ROOM [13]

1.9K 188 59
                                    

|13|

"Çok şanslısın." dedim henüz ıslaklığı üstünde olan çimlerde otururken.

Bahsettiğim akşam yemeği ve göl kenarında bisiklet muhabbeti yalan olmuş gibiydi çünkü hiç bir kuvvet Yu Han'ı bu parktan ayıramıyordu. Biz de pizzayı ayağımıza getirmiştik. Vakit kazanmış da oluyorduk bir taraftan.

"Ben mi?" kesin öyledir bakışıydı bu bakış. Pizzanın kaşarını uzata uzata bir ısırık daha aldı. Hala yeşil önlüklerleydik ve çimlerin üstünde kamuflaj olmuştuk sanki.

"Aslında senden çok şu velet şanslı."

"Velet deme ona." kızarken ağzının kenarından sarktı pizzanın biberi. Güldüm. Velet dememe bile kızıp koruyordu kardeşini. Benim abimse ne olduğunu bile bilmediğim bir sebepten ötürü terketmişti beni.

"Özür dilerim." dedim. Şaşırdı, çünkü şuan gülemiyordum bile. Öyle düşmüştü suratım. Abim aklım gelmişti.  Senelerdir özlediğim ama gururuma yedirip kendime bile özledim diyemediğim abim.

Pizza kutusundan yeni bir dilim daha alırken döndüm ona. Ara sıra gözleri Yuhan'ın ne yaptığını kontrol ediyor sonra da yemeğine devam ediyordu.

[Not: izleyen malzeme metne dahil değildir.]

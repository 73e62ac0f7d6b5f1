use crate::config::{ClassifierConfig, Config, StorageConfig};
use crate::environment::{resolve_model_path, MODEL_DIRECTORY};
use crate::error::{GestureError, Result};
use crate::feature_store::interface::FeatureVectorStore;
use crate::feature_vector::feature_set::FeatureSet;
use crate::feature_vector::main::FeatureVector;
use crate::gesture_classifier::evaluation::AccuracyEvaluation;
use crate::gesture_classifier::model_store::ModelStore;
use crate::library::logger::interface::Logger;
use crate::random_forest::confusion::GeneralConfusionMatrix;
use crate::random_forest::forest::RandomForest;
use std::path::{Path, PathBuf};
use std::sync::Arc;

/// Trains, persists and runs the gesture forest.
///
/// Not safe for concurrent use; callers sharing one instance across threads
/// wrap it in a `Mutex`.
pub struct GestureClassifier {
    config: ClassifierConfig,
    storage: StorageConfig,
    feature_set: FeatureSet,
    model_path: PathBuf,
    model: Option<RandomForest>,
    training_finished: bool,
    evaluation: Option<AccuracyEvaluation>,
    last_evaluation: Option<GeneralConfusionMatrix>,
    store: Arc<dyn FeatureVectorStore + Send + Sync>,
    model_store: Arc<dyn ModelStore + Send + Sync>,
    logger: Arc<dyn Logger + Send + Sync>,
}

impl GestureClassifier {
    pub fn new(
        config: &Config,
        store: Arc<dyn FeatureVectorStore + Send + Sync>,
        model_store: Arc<dyn ModelStore + Send + Sync>,
        logger: Arc<dyn Logger + Send + Sync>,
    ) -> Self {
        let classifier = config.classifier.clone();
        let model_path = config
            .storage
            .writable_root
            .join(MODEL_DIRECTORY)
            .join(&classifier.model_name);
        let evaluation = classifier
            .calculate_accuracy
            .then(|| AccuracyEvaluation::new(classifier.test_outputs.clone()));

        Self {
            storage: config.storage.clone(),
            feature_set: config.feature_set,
            model_path,
            model: None,
            training_finished: false,
            evaluation,
            last_evaluation: None,
            config: classifier,
            store,
            model_store,
            logger: logger.with_namespace("classifier"),
        }
    }

    /// Locates and loads the persisted model. A missing or unreadable model
    /// leaves the classifier without one; only logging failures are returned.
    pub fn start(&mut self) -> Result<()> {
        match resolve_model_path(&self.storage, &self.config.model_name) {
            Ok(path) => self.model_path = path,
            Err(e) => self
                .logger
                .warn(&format!("Could not prepare model directory: {}", e))?,
        }

        let path = self.model_path.clone();
        match self.load(&path) {
            Ok(true) => {}
            Ok(false) => self
                .logger
                .info(&format!("No trained model at {}", path.display()))?,
            Err(e) => self.logger.warn(&format!(
                "Could not load model from {}: {}",
                path.display(),
                e
            ))?,
        }
        Ok(())
    }

    pub fn model_path(&self) -> &Path {
        &self.model_path
    }

    pub fn feature_set(&self) -> FeatureSet {
        self.feature_set
    }

    pub fn model_exists(&self) -> bool {
        self.model.is_some()
    }

    pub fn training_finished(&self) -> bool {
        self.training_finished
    }

    pub fn last_evaluation(&self) -> Option<&GeneralConfusionMatrix> {
        self.last_evaluation.as_ref()
    }

    /// Replaces the held model with the one stored at `path`. Returns
    /// `false` and keeps the current model when nothing is stored there.
    pub fn load(&mut self, path: &Path) -> Result<bool> {
        let forest = match self.model_store.load(path)? {
            Some(forest) => forest,
            None => return Ok(false),
        };

        if forest.number_of_inputs() != self.feature_set.dimension() {
            self.logger.warn(&format!(
                "Model at {} takes {} features but the {} feature set has {}",
                path.display(),
                forest.number_of_inputs(),
                self.feature_set,
                self.feature_set.dimension()
            ))?;
        }

        self.logger.info(&format!(
            "Loaded model with {} trees from {}",
            forest.trees().len(),
            path.display()
        ))?;
        self.model = Some(forest);
        Ok(true)
    }

    pub fn save(&self, path: &Path) -> Result<()> {
        let forest = self.model.as_ref().ok_or(GestureError::ModelNotLoaded)?;
        self.model_store.save(path, forest)?;
        self.logger
            .info(&format!("Saved model to {}", path.display()))?;
        Ok(())
    }

    /// Trains on everything in the store.
    pub fn train(&mut self) -> Result<()> {
        let vectors = self.store.all_feature_vectors()?;
        self.train_on(&vectors)
    }

    /// Fits a new forest and persists it. If persisting fails the new model
    /// is still held in memory, training is not marked finished and the
    /// error is returned.
    pub fn train_on(&mut self, vectors: &[FeatureVector]) -> Result<()> {
        self.training_finished = false;
        let (inputs, outputs) = self.training_arrays(vectors)?;

        self.logger.info(&format!(
            "Training {} trees on {} vectors",
            self.config.forest.number_of_trees,
            inputs.len()
        ))?;
        let forest = RandomForest::learn(&inputs, &outputs, &self.config.forest)?;
        self.model = Some(forest);

        let path = self.model_path.clone();
        self.save(&path)?;
        self.training_finished = true;
        self.logger.info("Training finished")?;
        Ok(())
    }

    fn training_arrays(&self, vectors: &[FeatureVector]) -> Result<(Vec<Vec<f64>>, Vec<i32>)> {
        if vectors.is_empty() {
            return Err(GestureError::Training(
                "no labeled feature vectors".to_string(),
            ));
        }

        let mut inputs = Vec::with_capacity(vectors.len());
        let mut outputs = Vec::with_capacity(vectors.len());
        for (index, vector) in vectors.iter().enumerate() {
            let class_label = match (&vector.gesture, vector.class_label) {
                (Some(_), Some(class_label)) => class_label,
                _ => return Err(GestureError::UnlabeledVector { index }),
            };
            if vector.feature_set() != self.feature_set {
                return Err(GestureError::Training(format!(
                    "vector {} uses the {} feature set, expected {}",
                    index,
                    vector.feature_set(),
                    self.feature_set
                )));
            }
            inputs.push(vector.to_array());
            outputs.push(class_label);
        }
        Ok((inputs, outputs))
    }

    /// Decides a label for `input` and names it through the store.
    pub fn classify(&mut self, input: &[f64]) -> Result<String> {
        let forest = self.model.as_ref().ok_or(GestureError::ModelNotLoaded)?;
        let class_label = forest.decide(input)?;

        if let Some(evaluation) = self.evaluation.as_mut() {
            match evaluation.record(forest, input) {
                Ok(Some(matrix)) => {
                    let _ = self.logger.info(&format!(
                        "Accuracy {:.3}, error {:.3} over {} samples\n{}",
                        matrix.accuracy(),
                        matrix.error(),
                        matrix.total(),
                        matrix
                    ));
                    self.last_evaluation = Some(matrix);
                }
                Ok(None) => {}
                Err(e) => {
                    let _ = self
                        .logger
                        .warn(&format!("Accuracy evaluation failed: {}", e));
                }
            }
        }

        self.store
            .class_label_to_gesture(class_label)?
            .ok_or(GestureError::UnknownClassLabel(class_label))
    }
}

"Keşke abim de senin gibi olsaydı." benim bu dünyada başka kimsem yokken, tek dayanağımken bırakmıştı elimi. Bu nasıl bir acı nasıl için için yakıyor nasıl anlatayım? Anlatsam anlar mıydı ki?

"Senin abin mi var?" şaşkınlıkla yarısını ağzına teptiği pizzayı kutuya bıraktı.

"Vardı." dedim sesim kısılırken. Beni bıraktı diyemezdim. Artık yok da diyemezdim çünkü belki de yaşıyordu, kimbilir.

"Başın sağolsun." üzüldüğünü belli edercesine büzdü dudaklarını. Dizlerini çekti karnına. Ellerini yalayıp yandaki mendile sildi yavaşça.

"Yok ölmedi. Yani galiba bilmiyorum. Uzun zamandır görüşmüyoruz. G-görüşemiyoruz."

"Neden?" merakla sordu ama gözlerimi kaçırdım ondan. Eğer dolmuşsa gözlerim görsün istemiyordum. Bu zamana kadar kimseye göstermemiştim abimin bana bıraktığı aciz yanımı. Ona da göstermeye niyetim yoktu ama bir şekilde tüm bunlar abimi hatırlatıyordu bana. Yu Han ben, Lu Han da abimdi sanki. Tek farkı Luhan asla abimin yaptığı şeyi yapmazdı.

"Boşver. Çok önemli biri değildi nasılsa." ben de onun gibi dizlerimi karnıma çekip arkamdaki direğe yaslandım. 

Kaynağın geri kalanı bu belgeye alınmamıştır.